ROME (Reuters) -Italy’s top administrative court on Wednesday ruled that production at the Ilva steel plant in the southern city of Taranto can continue.
The Council of State court said in a statement that the Taranto city order calling on the plant to be shut down due to high air pollution levels was illegitimate “in the absence of the conditions of necessity and urgency”.
The administrative judges added that the city order “overlapped the ways in which, ordinarily, situations of environmental pollution and health risk are managed”.
Lawyers for ArcelorMittal, which controls Ilva, had appealed the city order claiming a shutdown would have permanently damaged the facilities and put jobs at risk.
Taranto, in Italy’s underdeveloped south, hosts most of ILVA’s 10,700 Italian workers.
Once the largest steel producer in Europe, the factory emitted a lethal cocktail of carcinogenic dioxins and mineral particles for more than half a century, that doctors say has caused a surge in cancer rates in the adjacent city of Taranto.
The government took control in 2015 to safeguard jobs and reached a deal to sell the plant to ArcelorMittal in 2018.
However, this is being renegotiated, with the state likely to become the main shareholder as environmental concerns remain.

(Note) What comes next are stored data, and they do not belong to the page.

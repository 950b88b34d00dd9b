use chrono::NaiveDate;
use serde::{Deserialize, Serialize};

//trade side, derived from the sign of the share delta
#[derive(Debug, Clone, Copy, PartialEq, Eq, Serialize, Deserialize)]
pub enum TradeSide {
    Buy,
    Sell,
}

//proportional transaction costs charged on traded notional
#[derive(Debug, Clone, Copy, PartialEq, Serialize, Deserialize)]
pub struct CostModel {
    pub fee_rate: f64,
    pub slippage_rate: f64,
}

impl CostModel {
    pub fn new(fee_rate: f64, slippage_rate: f64) -> Self {
        CostModel {
            fee_rate,
            slippage_rate,
        }
    }

    //fees plus slippage on a traded dollar volume
    pub fn cost(&self, traded_notional: f64) -> f64 {
        self.fee_rate * traded_notional + self.slippage_rate * traded_notional
    }
}

//one instrument's share change on a rebalance day
#[derive(Debug, Clone, PartialEq, Serialize, Deserialize)]
pub struct Trade {
    pub date: NaiveDate,
    pub symbol: String,
    pub side: TradeSide,
    pub shares: f64, //signed: positive for buys, negative for sells
    pub price: f64,
    pub costs: f64, //share of the day's fees + slippage, pro rata to planned notional
}

//result of moving a book to target weights at one day's closes
#[derive(Debug, Clone, PartialEq)]
pub struct RebalanceFill {
    pub shares: Vec<f64>,
    pub cash: f64,
    pub costs: f64,
    pub traded_notional: f64,
    pub trades: Vec<Trade>,
    //costs consumed the whole portfolio value
    pub wiped_out: bool,
}

//moves a book (shares + cash) to target weights at today's prices
//1. value the book at today's prices
//2. target dollars = weight * value, target shares = dollars / price
//3. costs are charged on the notional of (target - previous) shares
//4. targets are scaled by (value - costs) / value, floored at zero
//whatever is not allocated to instruments stays in cash
pub fn execute_rebalance(
    date: NaiveDate,
    symbols: &[String],
    prev_shares: &[f64],
    cash: f64,
    prices: &[f64],
    target_weights: &[f64],
    cost_model: &CostModel,
) -> RebalanceFill {
    let value = cash
        + prev_shares
            .iter()
            .zip(prices)
            .map(|(s, p)| s * p)
            .sum::<f64>();

    let target_shares: Vec<f64> = target_weights
        .iter()
        .zip(prices)
        .map(|(w, p)| w * value / p)
        .collect();

    let planned_notional: Vec<f64> = target_shares
        .iter()
        .zip(prev_shares)
        .zip(prices)
        .map(|((target, prev), p)| (target - prev).abs() * p)
        .collect();
    let traded_notional: f64 = planned_notional.iter().sum();
    let costs = cost_model.cost(traded_notional);

    let after_costs = (value - costs).max(0.0);
    let scale = if value > 0.0 { after_costs / value } else { 0.0 };

    let shares: Vec<f64> = target_shares.iter().map(|s| s * scale).collect();
    let invested: f64 = shares.iter().zip(prices).map(|(s, p)| s * p).sum();
    let cash = (after_costs - invested).max(0.0);

    let trades = shares
        .iter()
        .zip(prev_shares)
        .enumerate()
        .filter(|(_, (new, prev))| new != prev)
        .map(|(i, (new, prev))| {
            let delta = new - prev;
            Trade {
                date,
                symbol: symbols[i].clone(),
                side: if delta > 0.0 {
                    TradeSide::Buy
                } else {
                    TradeSide::Sell
                },
                shares: delta,
                price: prices[i],
                costs: if traded_notional > 0.0 {
                    costs * planned_notional[i] / traded_notional
                } else {
                    0.0
                },
            }
        })
        .collect();

    RebalanceFill {
        shares,
        cash,
        costs,
        traded_notional,
        trades,
        wiped_out: value > 0.0 && after_costs == 0.0,
    }
}

#[cfg(test)]
mod tests {
    use super::*;
    use approx::assert_relative_eq;

    fn date() -> NaiveDate {
        NaiveDate::from_ymd_opt(2024, 1, 5).unwrap()
    }

    fn symbols(n: usize) -> Vec<String> {
        (0..n).map(|i| format!("S{}", i)).collect()
    }

    #[test]
    fn test_cash_to_single_instrument_with_fee() {
        let fill = execute_rebalance(
            date(),
            &symbols(1),
            &[0.0],
            1000.0,
            &[100.0],
            &[1.0],
            &CostModel::new(0.01, 0.0),
        );

        assert_relative_eq!(fill.costs, 10.0);
        assert_relative_eq!(fill.shares[0], 9.9);
        assert_relative_eq!(fill.cash, 0.0, epsilon = 1e-9);
        assert_eq!(fill.trades.len(), 1);
        assert_eq!(fill.trades[0].side, TradeSide::Buy);
    }

    #[test]
    fn test_switch_between_instruments_charges_both_legs() {
        // 10 shares of S0 at 50 -> all into S1 at 25, value 500
        let fill = execute_rebalance(
            date(),
            &symbols(2),
            &[10.0, 0.0],
            0.0,
            &[50.0, 25.0],
            &[0.0, 1.0],
            &CostModel::new(0.001, 0.001),
        );

        assert_relative_eq!(fill.traded_notional, 1000.0);
        assert_relative_eq!(fill.costs, 2.0);
        assert_eq!(fill.shares[0], 0.0);
        assert_relative_eq!(fill.shares[1], 498.0 / 25.0);
        assert_eq!(fill.trades.len(), 2);
        assert_relative_eq!(fill.trades.iter().map(|t| t.costs).sum::<f64>(), 2.0);
    }

    #[test]
    fn test_exit_to_cash_keeps_value_net_of_costs() {
        let fill = execute_rebalance(
            date(),
            &symbols(1),
            &[4.0],
            0.0,
            &[25.0],
            &[0.0],
            &CostModel::new(0.01, 0.0),
        );

        assert_eq!(fill.shares, vec![0.0]);
        assert_relative_eq!(fill.cash, 99.0);
    }

    #[test]
    fn test_costs_exceeding_value_clamp_to_zero() {
        let fill = execute_rebalance(
            date(),
            &symbols(1),
            &[0.0],
            100.0,
            &[10.0],
            &[1.0],
            &CostModel::new(0.8, 0.5),
        );

        assert!(fill.wiped_out);
        assert_eq!(fill.shares, vec![0.0]);
        assert_eq!(fill.cash, 0.0);
    }
}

“The government will go ahead swiftly with an industrial plan that is environmentally compatible and respects people’s health,” Industry Minister Giancarlo Giorgetti said after the ruling.
Rome said in the past that big investments were needed to change coal-fired plants to gas-fired plants ready to work on hydrogen in the future.
The former owners of the Ilva steelworks, Fabio and Nicola Riva, were sentenced to 22 and 20 years in jail respectively for allowing it to spew out deadly pollution, by a separate court last month.